*Directions:*
Reduce the material below to its lines containing "ServerConfig".

*Provided data:*
__________________________________________________

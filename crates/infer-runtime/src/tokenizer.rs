//! Whitespace word tokenizer over a fixed vocabulary.
//!
//! Id 0 is the end-of-sequence marker and id 1 stands for any word outside the
//! vocabulary. The vocabulary never changes after construction, so arbitrary client
//! text cannot grow it.

use std::collections::HashMap;

use infer_engine::{EngineError, Result, TokenId, Tokenizer};

/// End-of-sequence token.
pub const EOS_TOKEN: TokenId = 0;
const EOS_WORD: &str = "</s>";

/// Out-of-vocabulary token.
pub const UNK_TOKEN: TokenId = 1;
const UNK_WORD: &str = "<unk>";

/// Base vocabulary used when a model config does not provide one.
pub const DEFAULT_VOCABULARY: &[&str] = &[
    "hello", "world", "the", "a", "model", "session", "is", "and", "of", "to", "in", "that",
    "it", "was", "for", "on", "are", "with", "as", "they", "be", "at", "one", "have", "this",
    "from", "by", "word", "but", "what", "some", "we", "can", "out", "other", "were", "all",
    "there", "when", "up", "use", "your", "how", "said", "an", "each", "she", "which", "do",
    "their", "time", "if", "will", "way", "about", "many", "then", "them", "write", "would",
    "like", "so", "these", "her", "long", "make", "thing", "see", "him", "two", "has", "look",
];

#[derive(Debug)]
pub struct WordTokenizer {
    vocab: Vec<String>,
    reverse_vocab: HashMap<String, TokenId>,
}

impl WordTokenizer {
    /// Build a tokenizer over `words`. Duplicates and the reserved markers are skipped.
    pub fn new<S: AsRef<str>>(words: &[S]) -> Self {
        let mut tokenizer = Self {
            vocab: Vec::new(),
            reverse_vocab: HashMap::new(),
        };
        for word in [EOS_WORD, UNK_WORD]
            .into_iter()
            .chain(words.iter().map(AsRef::as_ref))
        {
            if tokenizer.reverse_vocab.contains_key(word) {
                continue;
            }
            let Ok(id) = TokenId::try_from(tokenizer.vocab.len()) else {
                tracing::warn!(kept = tokenizer.vocab.len(), "vocabulary truncated to the token id range");
                break;
            };
            tokenizer.vocab.push(word.to_string());
            tokenizer.reverse_vocab.insert(word.to_string(), id);
        }
        tokenizer
    }

    /// Size of the vocabulary, reserved markers included. Models generate ids below it.
    pub fn base_len(&self) -> usize {
        self.vocab.len()
    }
}

impl Default for WordTokenizer {
    fn default() -> Self {
        Self::new(DEFAULT_VOCABULARY)
    }
}

impl Tokenizer for WordTokenizer {
    fn encode(&self, text: &str) -> Result<Vec<TokenId>> {
        Ok(text
            .split_whitespace()
            .map(|word| self.reverse_vocab.get(word).copied().unwrap_or(UNK_TOKEN))
            .collect())
    }

    fn decode(&self, tokens: &[TokenId]) -> Result<String> {
        let words = tokens
            .iter()
            .filter(|&&id| id != EOS_TOKEN)
            .map(|&id| {
                usize::try_from(id)
                    .ok()
                    .and_then(|idx| self.vocab.get(idx))
                    .map(String::as_str)
                    .ok_or_else(|| EngineError::Tokenization(format!("invalid token id {id}")))
            })
            .collect::<Result<Vec<&str>>>()?;
        Ok(words.join(" "))
    }

    fn vocab_size(&self) -> usize {
        self.vocab.len()
    }
}
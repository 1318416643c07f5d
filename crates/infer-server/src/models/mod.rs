//! Wire types for the session and generation endpoints.

pub mod common;
pub mod generate;
pub mod sessions;

pub use generate::{GenerateForm, GenerateResponse};
pub use sessions::{
    CloseSessionQuery, OpenSessionQuery, SessionResponse, SessionSummary, SessionsResponse,
};
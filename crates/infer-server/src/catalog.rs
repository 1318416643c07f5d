//! Model directory: catalog name → (model, tokenizer).

use std::collections::BTreeMap;
use std::sync::Arc;
use std::time::Duration;

use infer_engine::{LanguageModel, Tokenizer};
use infer_runtime::{ToyModel, WordTokenizer, DEFAULT_VOCABULARY};

use crate::config::ServerConfig;
use crate::error::{Result, ServerError};

/// A model paired with the tokenizer that produced its vocabulary.
#[derive(Clone)]
pub struct ModelEntry {
    pub name: String,
    pub model: Arc<dyn LanguageModel>,
    pub tokenizer: Arc<dyn Tokenizer>,
}

/// Immutable after startup; shared by the registry and the dispatcher.
pub struct ModelCatalog {
    default_model: String,
    models: BTreeMap<String, ModelEntry>,
}

impl ModelCatalog {
    pub fn new(default_model: impl Into<String>) -> Self {
        Self {
            default_model: default_model.into(),
            models: BTreeMap::new(),
        }
    }

    pub fn with_model(
        mut self,
        name: impl Into<String>,
        model: Arc<dyn LanguageModel>,
        tokenizer: Arc<dyn Tokenizer>,
    ) -> Self {
        let name = name.into();
        self.models.insert(
            name.clone(),
            ModelEntry {
                name,
                model,
                tokenizer,
            },
        );
        self
    }

    /// Build the reference backend for every configured model.
    pub fn from_config(config: &ServerConfig) -> Self {
        config
            .models
            .iter()
            .fold(Self::new(&config.default_model), |catalog, spec| {
                let tokenizer = match &spec.vocabulary {
                    Some(words) => WordTokenizer::new(words.as_slice()),
                    None => WordTokenizer::new(DEFAULT_VOCABULARY),
                };
                let model = ToyModel::new(&spec.name, tokenizer.base_len())
                    .with_step_delay(Duration::from_millis(spec.step_delay_ms));
                tracing::info!(
                    model = %spec.name,
                    vocab = tokenizer.base_len(),
                    step_delay_ms = spec.step_delay_ms,
                    "registered model"
                );
                catalog.with_model(&spec.name, Arc::new(model), Arc::new(tokenizer))
            })
    }

    pub fn resolve(&self, name: &str) -> Result<ModelEntry> {
        self.models
            .get(name)
            .cloned()
            .ok_or_else(|| ServerError::UnknownModel(name.to_string()))
    }

    pub fn default_model(&self) -> &str {
        &self.default_model
    }

    pub fn resolve_default(&self) -> Result<ModelEntry> {
        self.resolve(&self.default_model)
    }

    pub fn names(&self) -> impl Iterator<Item = &str> {
        self.models.keys().map(String::as_str)
    }
}
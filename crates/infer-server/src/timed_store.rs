//! Keyed store whose entries carry an expiry deadline.
//!
//! Expired entries are invisible to every read (`get`, `contains`, `len`,
//! `iter_recent`) even before they are physically removed. `drain_expired` removes
//! them and hands the values back, so the owner can release whatever they hold.
//!
//! The store is not synchronized; the session registry keeps it behind its mutex.

use std::cmp::Reverse;
use std::collections::{BinaryHeap, HashMap};
use std::hash::Hash;
use std::sync::Arc;
use std::time::Instant;

use crate::clock::Clock;

/// Heap entries superseded by a refresh are skipped lazily; once they outnumber live
/// entries by this much the heap is rebuilt.
const HEAP_SLACK: usize = 32;

struct Slot<V> {
    value: V,
    expires_at: Instant,
    seq: u64,
}

pub struct TimedStore<K, V> {
    clock: Arc<dyn Clock>,
    entries: HashMap<K, Slot<V>>,
    /// Min-heap of (deadline, seq, key). `seq` identifies the store call that pushed
    /// it; only the entry with a matching seq is current.
    deadlines: BinaryHeap<Reverse<(Instant, u64, K)>>,
    next_seq: u64,
}

impl<K, V> TimedStore<K, V>
where
    K: Eq + Hash + Ord + Clone,
{
    pub fn new(clock: Arc<dyn Clock>) -> Self {
        Self {
            clock,
            entries: HashMap::new(),
            deadlines: BinaryHeap::new(),
            next_seq: 0,
        }
    }

    /// Current time according to the store's clock.
    pub fn now(&self) -> Instant {
        self.clock.now()
    }

    /// Insert `key`, or replace its value and deadline. Returns the previous value,
    /// expired or not.
    pub fn store(&mut self, key: K, value: V, expires_at: Instant) -> Option<V> {
        let seq = self.next_seq;
        self.next_seq += 1;
        self.deadlines.push(Reverse((expires_at, seq, key.clone())));
        let previous = self.entries.insert(
            key,
            Slot {
                value,
                expires_at,
                seq,
            },
        );
        self.maybe_compact();
        previous.map(|slot| slot.value)
    }

    pub fn get(&self, key: &K) -> Option<&V> {
        let now = self.clock.now();
        self.entries
            .get(key)
            .filter(|slot| !is_expired(slot.expires_at, now))
            .map(|slot| &slot.value)
    }

    pub fn contains(&self, key: &K) -> bool {
        self.get(key).is_some()
    }

    /// Deadline of a live entry.
    pub fn expires_at(&self, key: &K) -> Option<Instant> {
        let now = self.clock.now();
        self.entries
            .get(key)
            .map(|slot| slot.expires_at)
            .filter(|&deadline| !is_expired(deadline, now))
    }

    /// Remove `key` whether or not it has expired. Missing keys are ignored.
    pub fn remove(&mut self, key: &K) -> Option<V> {
        self.entries.remove(key).map(|slot| slot.value)
    }

    /// Number of live (non-expired) entries.
    pub fn len(&self) -> usize {
        let now = self.clock.now();
        self.entries
            .values()
            .filter(|slot| !is_expired(slot.expires_at, now))
            .count()
    }

    pub fn is_empty(&self) -> bool {
        self.len() == 0
    }

    /// Remove every expired entry and return them, earliest deadline first.
    pub fn drain_expired(&mut self) -> Vec<(K, V)> {
        let now = self.clock.now();
        let mut drained = Vec::new();
        while let Some(Reverse((deadline, _, _))) = self.deadlines.peek() {
            if !is_expired(*deadline, now) {
                break;
            }
            let Some(Reverse((_, seq, key))) = self.deadlines.pop() else {
                break;
            };
            let current = self.entries.get(&key).is_some_and(|slot| slot.seq == seq);
            if current {
                if let Some(slot) = self.entries.remove(&key) {
                    drained.push((key, slot.value));
                }
            }
        }
        drained
    }

    /// Remove every entry, expired or not.
    pub fn drain(&mut self) -> Vec<(K, V)> {
        self.deadlines.clear();
        self.entries
            .drain()
            .map(|(key, slot)| (key, slot.value))
            .collect()
    }

    /// Live entries with their deadlines, most recently stored or refreshed first.
    pub fn iter_recent(&self) -> Vec<(&K, &V, Instant)> {
        let now = self.clock.now();
        let mut live: Vec<(&K, &Slot<V>)> = self
            .entries
            .iter()
            .filter(|(_, slot)| !is_expired(slot.expires_at, now))
            .collect();
        live.sort_by(|a, b| b.1.seq.cmp(&a.1.seq));
        live.into_iter()
            .map(|(key, slot)| (key, &slot.value, slot.expires_at))
            .collect()
    }

    fn maybe_compact(&mut self) {
        if self.deadlines.len() <= 2 * self.entries.len() + HEAP_SLACK {
            return;
        }
        self.deadlines = self
            .entries
            .iter()
            .map(|(key, slot)| Reverse((slot.expires_at, slot.seq, key.clone())))
            .collect();
    }
}

/// An entry is valid up to and including its deadline.
fn is_expired(expires_at: Instant, now: Instant) -> bool {
    now > expires_at
}

#[cfg(test)]
mod tests {
    use super::*;
    use crate::clock::ManualClock;
    use std::time::Duration;

    fn store() -> (Arc<ManualClock>, TimedStore<u32, &'static str>) {
        let clock = Arc::new(ManualClock::new());
        let store = TimedStore::new(clock.clone() as Arc<dyn Clock>);
        (clock, store)
    }

    fn secs(n: u64) -> Duration {
        Duration::from_secs(n)
    }

    #[test]
    fn store_and_get() {
        let (_clock, mut store) = store();
        let deadline = store.now() + secs(10);
        assert!(store.store(1, "a", deadline).is_none());
        assert_eq!(store.get(&1), Some(&"a"));
        assert!(store.contains(&1));
        assert_eq!(store.expires_at(&1), Some(deadline));
        assert_eq!(store.len(), 1);
    }

    #[test]
    fn store_overwrites_value_and_deadline() {
        let (clock, mut store) = store();
        let now = store.now();
        store.store(1, "a", now + secs(5));
        assert_eq!(store.store(1, "b", now + secs(20)), Some("a"));
        assert_eq!(store.len(), 1);

        clock.advance(secs(10));
        assert_eq!(store.get(&1), Some(&"b"));
    }

    #[test]
    fn expired_entry_reads_as_absent() {
        let (clock, mut store) = store();
        let now = store.now();
        store.store(1, "a", now + secs(5));

        clock.advance(secs(5));
        assert!(store.contains(&1), "deadline itself is still valid");

        clock.advance(Duration::from_millis(1));
        assert_eq!(store.get(&1), None);
        assert!(!store.contains(&1));
        assert_eq!(store.expires_at(&1), None);
        assert_eq!(store.len(), 0);
        assert!(store.is_empty());
    }

    #[test]
    fn remove_is_unconditional_and_idempotent() {
        let (clock, mut store) = store();
        let now = store.now();
        store.store(1, "a", now + secs(1));
        clock.advance(secs(2));
        assert_eq!(store.remove(&1), Some("a"));
        assert_eq!(store.remove(&1), None);
        assert_eq!(store.remove(&42), None);
    }

    #[test]
    fn drain_expired_returns_only_expired_entries() {
        let (clock, mut store) = store();
        let now = store.now();
        store.store(1, "short", now + secs(1));
        store.store(2, "long", now + secs(100));
        store.store(3, "mid", now + secs(2));

        clock.advance(secs(3));
        let drained = store.drain_expired();
        assert_eq!(drained, vec![(1, "short"), (3, "mid")]);
        assert_eq!(store.len(), 1);
        assert!(store.drain_expired().is_empty());
    }

    #[test]
    fn refreshed_entry_survives_its_old_deadline() {
        let (clock, mut store) = store();
        let now = store.now();
        store.store(1, "a", now + secs(5));
        store.store(1, "a", now + secs(50));

        clock.advance(secs(10));
        assert!(store.drain_expired().is_empty());
        assert!(store.contains(&1));

        clock.advance(secs(41));
        assert_eq!(store.drain_expired(), vec![(1, "a")]);
    }

    #[test]
    fn removed_then_reinserted_key_drains_once() {
        let (clock, mut store) = store();
        let now = store.now();
        store.store(1, "old", now + secs(1));
        store.remove(&1);
        store.store(1, "new", now + secs(2));

        clock.advance(secs(3));
        assert_eq!(store.drain_expired(), vec![(1, "new")]);
    }

    #[test]
    fn drain_empties_the_store() {
        let (clock, mut store) = store();
        let now = store.now();
        store.store(1, "a", now + secs(1));
        store.store(2, "b", now + secs(10));
        clock.advance(secs(5));

        let mut drained = store.drain();
        drained.sort();
        assert_eq!(drained, vec![(1, "a"), (2, "b")]);
        assert!(store.drain_expired().is_empty());
        assert_eq!(store.remove(&2), None);
    }

    #[test]
    fn iter_recent_orders_by_last_store() {
        let (clock, mut store) = store();
        let now = store.now();
        store.store(1, "a", now + secs(10));
        store.store(2, "b", now + secs(10));
        store.store(3, "c", now + secs(1));
        store.store(1, "a", now + secs(10));

        clock.advance(secs(2));
        let keys: Vec<u32> = store.iter_recent().into_iter().map(|(k, _, _)| *k).collect();
        assert_eq!(keys, vec![1, 2]);
    }

    #[test]
    fn heap_stays_bounded_under_refresh() {
        let (_clock, mut store) = store();
        let now = store.now();
        for i in 0..10_000u64 {
            store.store(7, "x", now + Duration::from_millis(i));
        }
        assert!(store.deadlines.len() <= 2 + HEAP_SLACK + 1);
        assert_eq!(store.len(), 1);
    }
}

__________________________________________________

*Finished exercise:*
use crate::config::ServerConfig;
    pub fn from_config(config: &ServerConfig) -> Self {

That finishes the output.